**Work required:**
In this material, which lines include the string "fields"? Show them.

_ _ _ _ _

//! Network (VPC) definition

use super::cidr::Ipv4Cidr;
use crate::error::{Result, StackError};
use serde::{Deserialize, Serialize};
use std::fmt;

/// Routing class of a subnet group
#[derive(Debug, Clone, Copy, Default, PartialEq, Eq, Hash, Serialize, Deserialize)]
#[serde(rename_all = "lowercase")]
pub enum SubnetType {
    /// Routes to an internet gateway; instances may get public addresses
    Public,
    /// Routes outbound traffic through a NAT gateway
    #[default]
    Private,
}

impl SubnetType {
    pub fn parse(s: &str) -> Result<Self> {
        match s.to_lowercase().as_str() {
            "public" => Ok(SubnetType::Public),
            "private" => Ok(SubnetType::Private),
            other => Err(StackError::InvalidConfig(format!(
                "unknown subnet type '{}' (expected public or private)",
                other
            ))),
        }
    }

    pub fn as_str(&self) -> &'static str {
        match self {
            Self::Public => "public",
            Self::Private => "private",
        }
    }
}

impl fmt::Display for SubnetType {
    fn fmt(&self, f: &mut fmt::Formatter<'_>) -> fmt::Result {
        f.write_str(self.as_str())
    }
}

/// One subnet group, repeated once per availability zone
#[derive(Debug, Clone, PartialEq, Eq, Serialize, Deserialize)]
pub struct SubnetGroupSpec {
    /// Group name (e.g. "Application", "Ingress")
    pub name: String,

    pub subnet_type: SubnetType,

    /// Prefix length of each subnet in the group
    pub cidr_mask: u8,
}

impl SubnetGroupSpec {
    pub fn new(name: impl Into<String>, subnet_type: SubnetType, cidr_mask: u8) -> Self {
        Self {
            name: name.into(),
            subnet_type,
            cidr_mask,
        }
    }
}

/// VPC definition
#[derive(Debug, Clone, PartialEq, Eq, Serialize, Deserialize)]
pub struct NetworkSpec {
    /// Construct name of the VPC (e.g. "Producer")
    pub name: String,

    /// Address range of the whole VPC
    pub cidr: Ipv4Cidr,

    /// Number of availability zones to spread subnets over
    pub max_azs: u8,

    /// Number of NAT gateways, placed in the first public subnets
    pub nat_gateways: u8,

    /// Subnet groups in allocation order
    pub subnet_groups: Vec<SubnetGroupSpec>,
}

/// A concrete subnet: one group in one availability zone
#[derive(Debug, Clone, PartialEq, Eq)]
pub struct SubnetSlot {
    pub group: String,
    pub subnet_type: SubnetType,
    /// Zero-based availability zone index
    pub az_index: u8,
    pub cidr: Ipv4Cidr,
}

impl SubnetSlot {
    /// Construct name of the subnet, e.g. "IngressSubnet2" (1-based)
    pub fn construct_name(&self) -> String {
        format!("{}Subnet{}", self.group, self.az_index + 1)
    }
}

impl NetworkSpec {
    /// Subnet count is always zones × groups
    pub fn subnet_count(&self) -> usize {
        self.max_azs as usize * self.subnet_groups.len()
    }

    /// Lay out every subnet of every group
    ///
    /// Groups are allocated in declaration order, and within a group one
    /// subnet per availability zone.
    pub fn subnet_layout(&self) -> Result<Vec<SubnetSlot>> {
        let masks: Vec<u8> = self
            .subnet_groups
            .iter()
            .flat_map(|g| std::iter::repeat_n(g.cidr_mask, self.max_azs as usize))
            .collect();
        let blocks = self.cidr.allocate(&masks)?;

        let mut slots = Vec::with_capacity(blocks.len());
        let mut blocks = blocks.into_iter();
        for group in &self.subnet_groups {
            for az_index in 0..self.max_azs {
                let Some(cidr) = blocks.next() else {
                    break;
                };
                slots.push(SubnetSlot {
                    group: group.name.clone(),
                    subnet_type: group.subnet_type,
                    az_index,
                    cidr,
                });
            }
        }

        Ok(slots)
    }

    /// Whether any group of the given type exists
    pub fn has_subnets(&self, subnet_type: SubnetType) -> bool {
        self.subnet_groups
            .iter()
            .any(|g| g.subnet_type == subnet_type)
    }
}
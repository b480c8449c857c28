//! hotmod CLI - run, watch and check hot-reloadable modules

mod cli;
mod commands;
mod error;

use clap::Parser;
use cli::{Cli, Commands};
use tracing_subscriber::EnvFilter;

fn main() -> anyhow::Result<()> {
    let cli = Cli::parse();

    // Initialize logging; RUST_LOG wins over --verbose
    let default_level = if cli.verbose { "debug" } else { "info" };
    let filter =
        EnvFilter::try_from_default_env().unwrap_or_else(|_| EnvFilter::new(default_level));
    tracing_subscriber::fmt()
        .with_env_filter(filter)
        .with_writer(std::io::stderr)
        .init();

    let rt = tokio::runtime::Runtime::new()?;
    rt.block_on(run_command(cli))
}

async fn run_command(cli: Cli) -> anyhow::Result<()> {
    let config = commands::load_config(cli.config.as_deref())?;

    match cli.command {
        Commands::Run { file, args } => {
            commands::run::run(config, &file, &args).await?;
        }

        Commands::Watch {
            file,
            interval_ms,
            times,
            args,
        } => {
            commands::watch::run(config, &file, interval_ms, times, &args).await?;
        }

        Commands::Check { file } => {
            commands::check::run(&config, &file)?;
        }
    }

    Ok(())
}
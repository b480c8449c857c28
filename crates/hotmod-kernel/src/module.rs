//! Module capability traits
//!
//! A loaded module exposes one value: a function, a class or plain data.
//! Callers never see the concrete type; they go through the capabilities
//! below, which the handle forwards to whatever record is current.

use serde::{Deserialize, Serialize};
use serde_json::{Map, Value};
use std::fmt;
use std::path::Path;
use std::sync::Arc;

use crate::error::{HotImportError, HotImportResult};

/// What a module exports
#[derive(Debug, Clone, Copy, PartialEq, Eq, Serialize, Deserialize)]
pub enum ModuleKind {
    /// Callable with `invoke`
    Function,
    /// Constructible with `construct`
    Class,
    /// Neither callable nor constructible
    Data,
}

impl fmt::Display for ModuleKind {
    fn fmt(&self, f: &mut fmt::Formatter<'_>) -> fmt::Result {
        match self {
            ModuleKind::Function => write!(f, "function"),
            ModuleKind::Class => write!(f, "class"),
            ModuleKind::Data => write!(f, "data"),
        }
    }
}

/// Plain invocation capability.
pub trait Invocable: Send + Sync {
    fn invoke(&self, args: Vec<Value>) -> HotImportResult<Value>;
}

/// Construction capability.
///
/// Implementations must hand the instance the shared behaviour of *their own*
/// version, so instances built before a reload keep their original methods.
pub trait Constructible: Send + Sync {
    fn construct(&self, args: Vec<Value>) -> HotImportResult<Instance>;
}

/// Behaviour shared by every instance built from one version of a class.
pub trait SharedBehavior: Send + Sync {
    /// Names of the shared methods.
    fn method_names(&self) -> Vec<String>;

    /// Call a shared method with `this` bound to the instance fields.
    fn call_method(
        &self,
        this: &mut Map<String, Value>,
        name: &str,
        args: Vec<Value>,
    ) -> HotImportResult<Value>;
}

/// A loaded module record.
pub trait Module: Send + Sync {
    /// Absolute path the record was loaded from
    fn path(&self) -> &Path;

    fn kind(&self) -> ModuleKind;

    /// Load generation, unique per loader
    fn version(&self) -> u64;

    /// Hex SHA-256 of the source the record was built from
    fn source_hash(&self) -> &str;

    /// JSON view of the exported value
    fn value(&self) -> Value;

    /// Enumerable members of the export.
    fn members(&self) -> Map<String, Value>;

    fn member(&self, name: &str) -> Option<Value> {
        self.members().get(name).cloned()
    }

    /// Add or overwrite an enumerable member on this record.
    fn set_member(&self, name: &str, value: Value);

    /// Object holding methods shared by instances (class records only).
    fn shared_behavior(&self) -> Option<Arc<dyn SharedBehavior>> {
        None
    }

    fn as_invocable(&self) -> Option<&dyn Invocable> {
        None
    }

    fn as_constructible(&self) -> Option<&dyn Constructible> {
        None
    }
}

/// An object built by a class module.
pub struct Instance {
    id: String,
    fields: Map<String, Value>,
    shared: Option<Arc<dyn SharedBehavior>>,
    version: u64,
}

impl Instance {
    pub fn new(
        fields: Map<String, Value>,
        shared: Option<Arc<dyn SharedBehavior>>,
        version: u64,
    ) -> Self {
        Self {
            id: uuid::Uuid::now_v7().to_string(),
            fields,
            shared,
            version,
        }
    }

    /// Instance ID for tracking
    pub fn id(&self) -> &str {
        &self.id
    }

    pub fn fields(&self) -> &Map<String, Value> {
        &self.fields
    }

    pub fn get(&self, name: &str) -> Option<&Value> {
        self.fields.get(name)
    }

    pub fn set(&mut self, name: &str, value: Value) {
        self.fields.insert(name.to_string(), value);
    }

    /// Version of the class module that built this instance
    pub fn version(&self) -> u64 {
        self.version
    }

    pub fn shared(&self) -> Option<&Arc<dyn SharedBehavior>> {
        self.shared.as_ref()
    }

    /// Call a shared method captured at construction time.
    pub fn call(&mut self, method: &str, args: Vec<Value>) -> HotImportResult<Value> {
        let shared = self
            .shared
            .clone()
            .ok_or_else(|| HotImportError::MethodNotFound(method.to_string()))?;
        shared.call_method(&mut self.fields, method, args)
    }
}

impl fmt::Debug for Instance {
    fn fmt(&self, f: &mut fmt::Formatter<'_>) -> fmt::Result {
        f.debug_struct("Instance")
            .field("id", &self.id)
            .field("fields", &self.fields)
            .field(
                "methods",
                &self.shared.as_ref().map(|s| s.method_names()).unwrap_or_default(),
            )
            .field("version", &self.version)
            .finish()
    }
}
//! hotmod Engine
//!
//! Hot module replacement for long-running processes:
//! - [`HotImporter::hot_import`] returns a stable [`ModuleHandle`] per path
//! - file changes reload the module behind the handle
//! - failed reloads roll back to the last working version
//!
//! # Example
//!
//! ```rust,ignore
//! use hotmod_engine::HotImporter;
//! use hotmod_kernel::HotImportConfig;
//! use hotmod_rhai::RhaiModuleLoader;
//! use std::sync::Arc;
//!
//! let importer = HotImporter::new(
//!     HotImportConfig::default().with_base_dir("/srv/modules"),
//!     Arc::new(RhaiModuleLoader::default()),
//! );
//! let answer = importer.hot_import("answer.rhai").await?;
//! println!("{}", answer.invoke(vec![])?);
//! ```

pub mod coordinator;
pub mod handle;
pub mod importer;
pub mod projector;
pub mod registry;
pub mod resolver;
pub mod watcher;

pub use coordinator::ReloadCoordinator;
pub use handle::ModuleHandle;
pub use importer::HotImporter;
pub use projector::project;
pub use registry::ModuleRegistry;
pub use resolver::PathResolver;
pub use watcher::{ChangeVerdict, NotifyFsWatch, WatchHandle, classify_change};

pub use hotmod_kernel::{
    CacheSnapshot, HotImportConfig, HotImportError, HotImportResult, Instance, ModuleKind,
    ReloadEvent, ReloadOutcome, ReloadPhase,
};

_ _ _ _ _

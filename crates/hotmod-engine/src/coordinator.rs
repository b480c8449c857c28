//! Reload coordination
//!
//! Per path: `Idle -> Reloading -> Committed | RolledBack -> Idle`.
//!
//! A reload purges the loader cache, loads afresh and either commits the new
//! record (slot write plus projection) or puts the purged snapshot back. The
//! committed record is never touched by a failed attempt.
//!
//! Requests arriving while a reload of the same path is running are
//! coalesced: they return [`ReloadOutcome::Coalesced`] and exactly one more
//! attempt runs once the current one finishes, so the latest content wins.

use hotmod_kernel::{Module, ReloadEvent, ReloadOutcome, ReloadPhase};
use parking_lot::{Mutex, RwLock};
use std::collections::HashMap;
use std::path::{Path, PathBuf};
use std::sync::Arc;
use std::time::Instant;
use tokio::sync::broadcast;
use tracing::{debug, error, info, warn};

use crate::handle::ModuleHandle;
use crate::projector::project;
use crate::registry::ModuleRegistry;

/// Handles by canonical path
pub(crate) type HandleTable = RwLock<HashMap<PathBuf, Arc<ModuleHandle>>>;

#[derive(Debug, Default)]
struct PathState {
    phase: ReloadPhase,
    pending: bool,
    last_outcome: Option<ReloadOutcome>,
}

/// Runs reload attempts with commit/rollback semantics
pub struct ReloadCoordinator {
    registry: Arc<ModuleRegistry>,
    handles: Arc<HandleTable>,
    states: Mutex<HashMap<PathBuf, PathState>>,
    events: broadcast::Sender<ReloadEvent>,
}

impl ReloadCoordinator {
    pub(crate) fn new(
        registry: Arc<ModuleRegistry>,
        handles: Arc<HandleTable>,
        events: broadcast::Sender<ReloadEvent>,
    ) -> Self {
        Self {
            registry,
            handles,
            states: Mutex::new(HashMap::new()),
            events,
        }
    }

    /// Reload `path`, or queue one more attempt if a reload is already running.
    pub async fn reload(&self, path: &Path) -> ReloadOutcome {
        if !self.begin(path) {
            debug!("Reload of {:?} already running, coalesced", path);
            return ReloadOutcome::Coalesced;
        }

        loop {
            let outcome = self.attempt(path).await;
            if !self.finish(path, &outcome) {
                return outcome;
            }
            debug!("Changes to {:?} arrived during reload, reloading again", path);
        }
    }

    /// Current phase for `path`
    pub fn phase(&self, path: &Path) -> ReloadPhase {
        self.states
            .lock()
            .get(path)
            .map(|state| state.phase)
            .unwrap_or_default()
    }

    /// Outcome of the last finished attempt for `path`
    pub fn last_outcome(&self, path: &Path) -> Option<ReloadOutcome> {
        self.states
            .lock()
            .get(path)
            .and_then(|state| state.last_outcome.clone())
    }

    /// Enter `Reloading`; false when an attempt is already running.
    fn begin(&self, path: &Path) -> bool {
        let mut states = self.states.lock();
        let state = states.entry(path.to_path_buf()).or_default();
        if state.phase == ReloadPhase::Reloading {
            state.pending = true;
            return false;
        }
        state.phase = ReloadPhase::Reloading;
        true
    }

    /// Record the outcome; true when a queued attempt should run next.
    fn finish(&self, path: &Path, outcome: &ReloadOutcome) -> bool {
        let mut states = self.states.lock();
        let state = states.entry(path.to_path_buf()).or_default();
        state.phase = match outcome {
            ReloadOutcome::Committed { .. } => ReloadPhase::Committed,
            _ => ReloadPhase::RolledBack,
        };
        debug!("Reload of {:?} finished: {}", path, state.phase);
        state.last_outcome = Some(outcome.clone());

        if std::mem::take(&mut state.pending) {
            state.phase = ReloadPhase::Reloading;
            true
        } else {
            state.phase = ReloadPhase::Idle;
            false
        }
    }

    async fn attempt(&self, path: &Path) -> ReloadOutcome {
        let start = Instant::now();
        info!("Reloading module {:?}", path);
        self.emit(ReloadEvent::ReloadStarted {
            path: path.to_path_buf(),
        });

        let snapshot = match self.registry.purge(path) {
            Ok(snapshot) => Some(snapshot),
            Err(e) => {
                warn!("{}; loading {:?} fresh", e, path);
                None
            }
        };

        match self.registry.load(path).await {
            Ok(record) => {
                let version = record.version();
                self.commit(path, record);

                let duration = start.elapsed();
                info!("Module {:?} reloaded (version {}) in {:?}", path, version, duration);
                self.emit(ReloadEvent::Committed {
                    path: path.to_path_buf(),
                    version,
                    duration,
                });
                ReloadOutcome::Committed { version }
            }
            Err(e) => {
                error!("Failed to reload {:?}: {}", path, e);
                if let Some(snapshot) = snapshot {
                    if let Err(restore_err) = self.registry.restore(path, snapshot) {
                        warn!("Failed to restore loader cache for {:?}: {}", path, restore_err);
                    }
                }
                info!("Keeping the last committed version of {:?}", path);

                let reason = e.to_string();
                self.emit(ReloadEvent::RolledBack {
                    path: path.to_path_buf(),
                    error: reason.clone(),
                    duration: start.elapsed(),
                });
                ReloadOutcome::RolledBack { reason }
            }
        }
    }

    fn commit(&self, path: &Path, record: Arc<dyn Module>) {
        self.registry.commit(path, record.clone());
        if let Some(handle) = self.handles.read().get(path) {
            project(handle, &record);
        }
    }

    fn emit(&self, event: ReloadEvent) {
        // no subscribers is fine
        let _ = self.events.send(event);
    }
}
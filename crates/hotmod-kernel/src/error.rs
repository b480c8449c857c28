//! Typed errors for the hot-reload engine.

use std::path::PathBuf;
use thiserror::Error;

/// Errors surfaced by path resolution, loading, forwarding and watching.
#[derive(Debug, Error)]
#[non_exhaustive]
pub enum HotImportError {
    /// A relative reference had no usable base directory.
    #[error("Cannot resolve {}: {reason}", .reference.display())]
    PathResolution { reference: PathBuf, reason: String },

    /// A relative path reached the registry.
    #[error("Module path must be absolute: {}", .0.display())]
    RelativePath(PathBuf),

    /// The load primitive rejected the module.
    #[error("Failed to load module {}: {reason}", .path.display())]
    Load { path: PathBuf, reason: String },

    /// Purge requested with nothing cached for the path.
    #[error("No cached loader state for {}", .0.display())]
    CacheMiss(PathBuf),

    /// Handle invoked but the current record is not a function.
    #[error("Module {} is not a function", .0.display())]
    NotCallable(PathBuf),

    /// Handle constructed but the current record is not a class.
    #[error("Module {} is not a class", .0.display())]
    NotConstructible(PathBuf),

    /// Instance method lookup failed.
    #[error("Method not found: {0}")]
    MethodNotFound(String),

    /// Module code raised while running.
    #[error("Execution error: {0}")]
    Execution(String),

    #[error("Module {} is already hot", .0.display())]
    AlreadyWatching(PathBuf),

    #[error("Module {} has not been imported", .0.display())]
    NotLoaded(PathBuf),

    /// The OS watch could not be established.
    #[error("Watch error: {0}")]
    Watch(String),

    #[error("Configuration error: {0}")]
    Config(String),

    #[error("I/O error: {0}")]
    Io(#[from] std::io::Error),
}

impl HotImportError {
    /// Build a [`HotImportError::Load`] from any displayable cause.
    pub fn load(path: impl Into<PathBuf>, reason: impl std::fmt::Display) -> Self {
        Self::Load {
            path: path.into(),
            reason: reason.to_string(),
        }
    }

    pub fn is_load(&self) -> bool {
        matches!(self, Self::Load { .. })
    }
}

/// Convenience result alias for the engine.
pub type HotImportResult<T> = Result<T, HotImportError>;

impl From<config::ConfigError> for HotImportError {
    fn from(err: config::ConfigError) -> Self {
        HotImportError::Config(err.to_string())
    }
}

_ _ _ _ _

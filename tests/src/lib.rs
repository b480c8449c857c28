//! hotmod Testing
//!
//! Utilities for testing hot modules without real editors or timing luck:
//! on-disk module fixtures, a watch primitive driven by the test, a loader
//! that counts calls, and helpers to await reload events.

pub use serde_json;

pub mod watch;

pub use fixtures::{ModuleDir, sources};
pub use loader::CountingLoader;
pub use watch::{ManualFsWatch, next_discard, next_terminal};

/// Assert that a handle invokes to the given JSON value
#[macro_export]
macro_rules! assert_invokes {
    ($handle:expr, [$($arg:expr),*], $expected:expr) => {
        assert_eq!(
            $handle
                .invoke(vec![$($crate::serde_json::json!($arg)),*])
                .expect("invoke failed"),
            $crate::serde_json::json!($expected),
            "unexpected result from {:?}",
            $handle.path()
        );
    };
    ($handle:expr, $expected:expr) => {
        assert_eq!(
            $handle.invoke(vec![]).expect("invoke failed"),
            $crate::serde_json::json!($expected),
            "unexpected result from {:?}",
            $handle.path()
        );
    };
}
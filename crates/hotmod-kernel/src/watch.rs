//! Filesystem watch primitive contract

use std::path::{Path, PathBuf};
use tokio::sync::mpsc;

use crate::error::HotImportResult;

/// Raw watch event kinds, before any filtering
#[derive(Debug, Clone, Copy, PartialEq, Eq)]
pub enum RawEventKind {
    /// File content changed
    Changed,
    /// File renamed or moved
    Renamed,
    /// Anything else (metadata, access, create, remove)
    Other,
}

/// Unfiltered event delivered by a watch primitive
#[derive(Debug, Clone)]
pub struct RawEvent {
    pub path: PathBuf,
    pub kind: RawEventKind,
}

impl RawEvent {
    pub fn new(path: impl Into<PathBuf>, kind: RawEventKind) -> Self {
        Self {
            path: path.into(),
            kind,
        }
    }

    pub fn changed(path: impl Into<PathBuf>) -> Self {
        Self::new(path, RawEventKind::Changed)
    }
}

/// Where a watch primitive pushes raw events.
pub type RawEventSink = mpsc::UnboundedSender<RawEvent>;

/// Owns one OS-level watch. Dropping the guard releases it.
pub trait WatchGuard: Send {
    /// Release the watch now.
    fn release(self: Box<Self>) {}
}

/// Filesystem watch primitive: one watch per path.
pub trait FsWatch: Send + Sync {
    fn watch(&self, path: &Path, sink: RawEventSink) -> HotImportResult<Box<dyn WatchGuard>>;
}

_ _ _ _ _

**Result of this task:**
    /// Call a shared method with `this` bound to the instance fields.
    fields: Map<String, Value>,
        fields: Map<String, Value>,
            fields,
    pub fn fields(&self) -> &Map<String, Value> {
        &self.fields
        self.fields.get(name)
        self.fields.insert(name.to_string(), value);
        shared.call_method(&mut self.fields, method, args)
            .field("fields", &self.fields)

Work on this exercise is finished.